▸ EXERCISE BRIEF: A line qualifies if it holds the string "NoPage". Copy every qualifying line from the records.

▸ EXERCISE INPUT:
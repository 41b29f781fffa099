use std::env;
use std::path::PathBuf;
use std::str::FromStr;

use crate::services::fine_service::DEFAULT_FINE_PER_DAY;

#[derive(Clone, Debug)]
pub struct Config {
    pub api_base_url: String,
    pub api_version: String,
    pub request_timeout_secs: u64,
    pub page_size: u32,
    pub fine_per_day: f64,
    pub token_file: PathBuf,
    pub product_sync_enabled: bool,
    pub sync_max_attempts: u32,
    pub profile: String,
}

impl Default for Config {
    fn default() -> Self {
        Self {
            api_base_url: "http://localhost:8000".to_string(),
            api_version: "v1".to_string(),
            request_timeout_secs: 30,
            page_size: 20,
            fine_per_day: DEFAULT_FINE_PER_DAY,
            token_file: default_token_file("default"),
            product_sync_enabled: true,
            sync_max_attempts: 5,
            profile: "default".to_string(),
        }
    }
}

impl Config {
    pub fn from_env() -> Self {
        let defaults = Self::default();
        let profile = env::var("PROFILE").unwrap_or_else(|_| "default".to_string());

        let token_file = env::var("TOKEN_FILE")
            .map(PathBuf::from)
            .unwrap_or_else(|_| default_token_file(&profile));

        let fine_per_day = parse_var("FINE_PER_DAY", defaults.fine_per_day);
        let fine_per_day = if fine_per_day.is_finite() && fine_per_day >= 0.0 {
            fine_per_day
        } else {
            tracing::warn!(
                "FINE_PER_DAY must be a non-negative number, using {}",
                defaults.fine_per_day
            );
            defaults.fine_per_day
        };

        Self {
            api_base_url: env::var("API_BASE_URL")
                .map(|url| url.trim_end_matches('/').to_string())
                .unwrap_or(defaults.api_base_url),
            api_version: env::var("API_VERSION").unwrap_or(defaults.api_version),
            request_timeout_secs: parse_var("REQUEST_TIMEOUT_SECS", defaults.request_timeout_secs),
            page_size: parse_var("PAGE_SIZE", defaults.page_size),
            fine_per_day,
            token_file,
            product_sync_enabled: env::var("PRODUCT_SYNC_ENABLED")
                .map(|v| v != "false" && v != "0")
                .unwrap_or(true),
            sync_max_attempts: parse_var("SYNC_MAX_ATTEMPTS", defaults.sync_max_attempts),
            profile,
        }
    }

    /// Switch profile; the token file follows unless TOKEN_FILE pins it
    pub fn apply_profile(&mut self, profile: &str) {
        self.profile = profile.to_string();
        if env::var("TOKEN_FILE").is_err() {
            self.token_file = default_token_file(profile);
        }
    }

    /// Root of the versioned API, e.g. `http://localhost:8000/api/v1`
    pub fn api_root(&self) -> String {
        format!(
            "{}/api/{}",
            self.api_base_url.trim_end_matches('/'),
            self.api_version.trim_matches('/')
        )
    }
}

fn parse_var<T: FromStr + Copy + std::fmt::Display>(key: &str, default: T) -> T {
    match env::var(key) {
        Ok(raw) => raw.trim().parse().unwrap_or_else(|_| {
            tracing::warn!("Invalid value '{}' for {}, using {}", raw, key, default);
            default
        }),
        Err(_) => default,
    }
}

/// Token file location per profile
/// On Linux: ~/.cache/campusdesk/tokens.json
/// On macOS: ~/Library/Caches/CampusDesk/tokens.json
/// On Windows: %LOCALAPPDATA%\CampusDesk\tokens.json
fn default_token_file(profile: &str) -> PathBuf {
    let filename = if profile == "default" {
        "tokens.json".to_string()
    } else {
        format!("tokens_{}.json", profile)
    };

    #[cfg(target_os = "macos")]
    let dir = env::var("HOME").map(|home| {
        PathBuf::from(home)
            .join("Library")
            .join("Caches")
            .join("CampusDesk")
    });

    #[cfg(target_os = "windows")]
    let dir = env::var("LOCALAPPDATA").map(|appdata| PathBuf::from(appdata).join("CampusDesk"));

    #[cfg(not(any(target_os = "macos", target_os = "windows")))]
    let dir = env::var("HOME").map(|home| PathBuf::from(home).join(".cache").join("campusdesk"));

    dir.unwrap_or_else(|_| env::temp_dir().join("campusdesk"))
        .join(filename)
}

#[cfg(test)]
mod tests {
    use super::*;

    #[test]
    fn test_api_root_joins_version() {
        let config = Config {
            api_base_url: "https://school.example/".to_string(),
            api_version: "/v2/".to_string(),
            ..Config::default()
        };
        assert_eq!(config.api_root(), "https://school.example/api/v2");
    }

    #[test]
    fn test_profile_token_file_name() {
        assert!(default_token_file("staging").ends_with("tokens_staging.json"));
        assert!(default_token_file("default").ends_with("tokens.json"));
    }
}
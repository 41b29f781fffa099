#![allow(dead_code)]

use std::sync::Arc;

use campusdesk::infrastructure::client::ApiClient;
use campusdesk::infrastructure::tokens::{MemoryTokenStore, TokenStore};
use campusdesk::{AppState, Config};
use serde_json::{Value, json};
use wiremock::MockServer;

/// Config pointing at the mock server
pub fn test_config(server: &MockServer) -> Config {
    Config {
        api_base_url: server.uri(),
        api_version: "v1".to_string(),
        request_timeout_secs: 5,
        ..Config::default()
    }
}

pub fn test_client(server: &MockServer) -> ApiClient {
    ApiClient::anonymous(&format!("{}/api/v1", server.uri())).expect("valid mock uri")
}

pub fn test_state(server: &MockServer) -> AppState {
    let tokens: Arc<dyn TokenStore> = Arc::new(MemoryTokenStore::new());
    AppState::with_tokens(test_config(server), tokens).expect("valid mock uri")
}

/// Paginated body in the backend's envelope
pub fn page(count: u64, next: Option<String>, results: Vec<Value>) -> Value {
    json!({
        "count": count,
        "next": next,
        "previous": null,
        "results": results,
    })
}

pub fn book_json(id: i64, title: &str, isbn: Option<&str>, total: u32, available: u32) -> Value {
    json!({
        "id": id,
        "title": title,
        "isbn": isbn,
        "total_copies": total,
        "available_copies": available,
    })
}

---

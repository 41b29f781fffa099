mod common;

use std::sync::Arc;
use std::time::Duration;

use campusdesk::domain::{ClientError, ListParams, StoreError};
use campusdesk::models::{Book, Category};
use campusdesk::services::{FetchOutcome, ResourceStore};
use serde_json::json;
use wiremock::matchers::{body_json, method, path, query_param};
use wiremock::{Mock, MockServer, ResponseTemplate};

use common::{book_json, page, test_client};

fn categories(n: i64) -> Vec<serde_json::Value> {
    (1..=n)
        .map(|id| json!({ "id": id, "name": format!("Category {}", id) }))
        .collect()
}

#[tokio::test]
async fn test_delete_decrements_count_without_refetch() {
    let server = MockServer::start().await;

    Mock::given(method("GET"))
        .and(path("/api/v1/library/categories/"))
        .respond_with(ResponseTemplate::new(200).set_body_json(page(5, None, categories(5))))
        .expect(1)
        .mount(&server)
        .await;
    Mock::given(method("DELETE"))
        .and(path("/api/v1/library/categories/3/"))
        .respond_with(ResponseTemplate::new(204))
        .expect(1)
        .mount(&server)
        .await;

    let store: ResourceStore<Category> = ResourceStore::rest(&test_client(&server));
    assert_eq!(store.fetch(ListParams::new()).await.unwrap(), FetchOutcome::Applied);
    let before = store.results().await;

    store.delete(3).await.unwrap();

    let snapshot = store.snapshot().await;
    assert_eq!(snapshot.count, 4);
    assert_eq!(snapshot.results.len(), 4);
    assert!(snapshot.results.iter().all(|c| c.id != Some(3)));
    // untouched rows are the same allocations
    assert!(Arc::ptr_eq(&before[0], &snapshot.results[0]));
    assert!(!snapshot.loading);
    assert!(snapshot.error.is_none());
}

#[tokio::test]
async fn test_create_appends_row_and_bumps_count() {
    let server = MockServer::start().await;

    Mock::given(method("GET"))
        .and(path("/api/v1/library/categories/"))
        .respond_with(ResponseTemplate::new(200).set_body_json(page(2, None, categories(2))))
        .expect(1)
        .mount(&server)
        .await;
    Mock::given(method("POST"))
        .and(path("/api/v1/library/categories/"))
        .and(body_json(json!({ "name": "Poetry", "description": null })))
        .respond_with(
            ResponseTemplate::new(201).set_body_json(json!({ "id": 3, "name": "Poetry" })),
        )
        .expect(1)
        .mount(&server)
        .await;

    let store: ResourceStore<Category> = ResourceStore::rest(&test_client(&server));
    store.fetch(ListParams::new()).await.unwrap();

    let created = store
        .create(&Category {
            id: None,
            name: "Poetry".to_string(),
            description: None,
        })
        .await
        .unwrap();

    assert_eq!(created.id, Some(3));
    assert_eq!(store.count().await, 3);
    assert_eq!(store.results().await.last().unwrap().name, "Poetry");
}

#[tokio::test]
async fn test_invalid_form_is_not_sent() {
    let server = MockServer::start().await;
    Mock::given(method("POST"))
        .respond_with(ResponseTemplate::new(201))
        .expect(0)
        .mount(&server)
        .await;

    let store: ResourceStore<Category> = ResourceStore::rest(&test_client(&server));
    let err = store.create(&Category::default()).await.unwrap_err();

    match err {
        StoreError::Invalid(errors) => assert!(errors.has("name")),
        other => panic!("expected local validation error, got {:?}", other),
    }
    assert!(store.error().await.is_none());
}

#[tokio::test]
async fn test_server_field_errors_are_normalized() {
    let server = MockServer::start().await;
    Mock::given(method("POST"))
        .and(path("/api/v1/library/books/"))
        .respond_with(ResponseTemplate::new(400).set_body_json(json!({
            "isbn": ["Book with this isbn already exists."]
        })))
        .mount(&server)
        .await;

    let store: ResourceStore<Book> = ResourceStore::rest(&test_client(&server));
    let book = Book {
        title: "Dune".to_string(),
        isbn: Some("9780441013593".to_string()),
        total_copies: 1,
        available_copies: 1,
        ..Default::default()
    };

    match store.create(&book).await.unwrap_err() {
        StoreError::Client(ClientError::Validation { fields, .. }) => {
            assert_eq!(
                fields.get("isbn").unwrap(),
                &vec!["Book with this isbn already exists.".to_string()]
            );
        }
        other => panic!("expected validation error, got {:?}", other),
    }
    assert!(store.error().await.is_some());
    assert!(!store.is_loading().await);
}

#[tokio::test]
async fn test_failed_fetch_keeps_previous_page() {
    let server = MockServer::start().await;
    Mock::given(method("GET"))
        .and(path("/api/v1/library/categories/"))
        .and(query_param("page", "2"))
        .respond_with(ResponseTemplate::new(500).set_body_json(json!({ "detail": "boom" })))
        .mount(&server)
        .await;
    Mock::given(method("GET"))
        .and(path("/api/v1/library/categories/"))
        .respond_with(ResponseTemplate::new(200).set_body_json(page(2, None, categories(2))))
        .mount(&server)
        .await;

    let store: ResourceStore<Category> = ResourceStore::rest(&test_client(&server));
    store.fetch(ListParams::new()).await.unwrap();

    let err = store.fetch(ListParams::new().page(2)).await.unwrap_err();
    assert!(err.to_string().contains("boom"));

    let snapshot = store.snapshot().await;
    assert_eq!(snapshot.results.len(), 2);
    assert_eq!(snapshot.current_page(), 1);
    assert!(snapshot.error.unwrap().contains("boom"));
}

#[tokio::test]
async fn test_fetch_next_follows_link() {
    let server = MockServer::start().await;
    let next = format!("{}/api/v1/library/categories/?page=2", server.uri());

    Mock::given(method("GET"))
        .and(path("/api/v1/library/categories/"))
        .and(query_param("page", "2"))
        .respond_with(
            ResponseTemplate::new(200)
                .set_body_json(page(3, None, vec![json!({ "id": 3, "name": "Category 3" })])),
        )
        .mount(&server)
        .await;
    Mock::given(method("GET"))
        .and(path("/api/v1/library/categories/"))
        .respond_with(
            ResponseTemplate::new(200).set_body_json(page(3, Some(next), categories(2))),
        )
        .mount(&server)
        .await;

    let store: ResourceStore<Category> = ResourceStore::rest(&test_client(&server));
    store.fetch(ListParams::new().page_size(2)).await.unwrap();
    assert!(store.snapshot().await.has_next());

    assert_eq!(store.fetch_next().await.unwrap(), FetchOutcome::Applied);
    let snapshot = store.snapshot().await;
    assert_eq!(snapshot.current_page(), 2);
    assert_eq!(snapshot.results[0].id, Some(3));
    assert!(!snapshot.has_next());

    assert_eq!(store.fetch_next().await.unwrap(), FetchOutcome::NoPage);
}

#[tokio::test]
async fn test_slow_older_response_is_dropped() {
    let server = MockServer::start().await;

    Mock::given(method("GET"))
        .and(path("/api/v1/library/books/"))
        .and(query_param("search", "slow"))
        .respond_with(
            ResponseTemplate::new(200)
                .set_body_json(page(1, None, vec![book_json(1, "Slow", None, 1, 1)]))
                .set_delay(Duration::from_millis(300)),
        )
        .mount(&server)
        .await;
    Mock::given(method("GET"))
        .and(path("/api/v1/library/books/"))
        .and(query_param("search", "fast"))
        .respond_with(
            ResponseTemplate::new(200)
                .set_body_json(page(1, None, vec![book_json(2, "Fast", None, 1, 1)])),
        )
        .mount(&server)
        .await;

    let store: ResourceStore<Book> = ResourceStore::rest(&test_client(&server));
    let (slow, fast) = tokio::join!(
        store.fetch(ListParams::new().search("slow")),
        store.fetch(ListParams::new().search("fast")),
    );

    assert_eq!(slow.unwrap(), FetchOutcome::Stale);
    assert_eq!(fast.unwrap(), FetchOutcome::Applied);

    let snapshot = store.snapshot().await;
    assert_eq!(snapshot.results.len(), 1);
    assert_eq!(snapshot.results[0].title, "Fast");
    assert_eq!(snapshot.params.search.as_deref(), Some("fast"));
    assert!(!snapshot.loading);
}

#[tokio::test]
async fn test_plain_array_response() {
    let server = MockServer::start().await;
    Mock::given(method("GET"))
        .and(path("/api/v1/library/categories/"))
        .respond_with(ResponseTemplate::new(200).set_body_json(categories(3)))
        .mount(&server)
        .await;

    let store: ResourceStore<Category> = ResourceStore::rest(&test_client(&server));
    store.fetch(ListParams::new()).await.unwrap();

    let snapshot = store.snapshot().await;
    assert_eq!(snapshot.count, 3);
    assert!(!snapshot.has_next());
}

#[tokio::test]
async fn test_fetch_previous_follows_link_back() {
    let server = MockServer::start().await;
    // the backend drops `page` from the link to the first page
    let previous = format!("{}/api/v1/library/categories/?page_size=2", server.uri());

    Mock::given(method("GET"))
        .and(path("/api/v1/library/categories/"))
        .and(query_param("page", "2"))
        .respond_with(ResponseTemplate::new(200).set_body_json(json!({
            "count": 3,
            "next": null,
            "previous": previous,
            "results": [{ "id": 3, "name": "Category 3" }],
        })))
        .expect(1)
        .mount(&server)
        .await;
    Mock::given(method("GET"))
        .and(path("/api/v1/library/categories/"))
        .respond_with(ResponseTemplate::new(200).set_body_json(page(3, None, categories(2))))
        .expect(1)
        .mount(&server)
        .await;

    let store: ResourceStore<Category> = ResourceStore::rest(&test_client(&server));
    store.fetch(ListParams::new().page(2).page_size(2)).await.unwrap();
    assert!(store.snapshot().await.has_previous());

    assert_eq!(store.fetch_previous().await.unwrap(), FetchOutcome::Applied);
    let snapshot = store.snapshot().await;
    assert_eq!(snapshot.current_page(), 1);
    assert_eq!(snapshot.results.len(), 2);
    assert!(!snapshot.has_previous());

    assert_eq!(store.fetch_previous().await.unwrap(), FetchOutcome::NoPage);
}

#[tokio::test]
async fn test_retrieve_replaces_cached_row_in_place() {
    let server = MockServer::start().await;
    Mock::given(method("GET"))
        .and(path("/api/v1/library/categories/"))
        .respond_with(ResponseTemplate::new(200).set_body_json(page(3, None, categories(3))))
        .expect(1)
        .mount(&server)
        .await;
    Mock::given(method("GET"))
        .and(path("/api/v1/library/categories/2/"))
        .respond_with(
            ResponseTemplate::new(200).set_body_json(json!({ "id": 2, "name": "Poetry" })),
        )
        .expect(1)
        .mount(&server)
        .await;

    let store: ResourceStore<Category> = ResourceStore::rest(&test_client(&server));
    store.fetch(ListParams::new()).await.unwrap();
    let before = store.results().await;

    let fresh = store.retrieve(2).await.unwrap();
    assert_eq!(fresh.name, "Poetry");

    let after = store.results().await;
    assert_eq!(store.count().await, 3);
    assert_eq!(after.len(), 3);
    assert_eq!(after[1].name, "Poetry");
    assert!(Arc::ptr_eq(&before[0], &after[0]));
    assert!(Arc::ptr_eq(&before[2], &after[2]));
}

▸ ANSWER TO THE PROBLEM:
    assert_eq!(store.fetch_next().await.unwrap(), FetchOutcome::NoPage);
    assert_eq!(store.fetch_previous().await.unwrap(), FetchOutcome::NoPage);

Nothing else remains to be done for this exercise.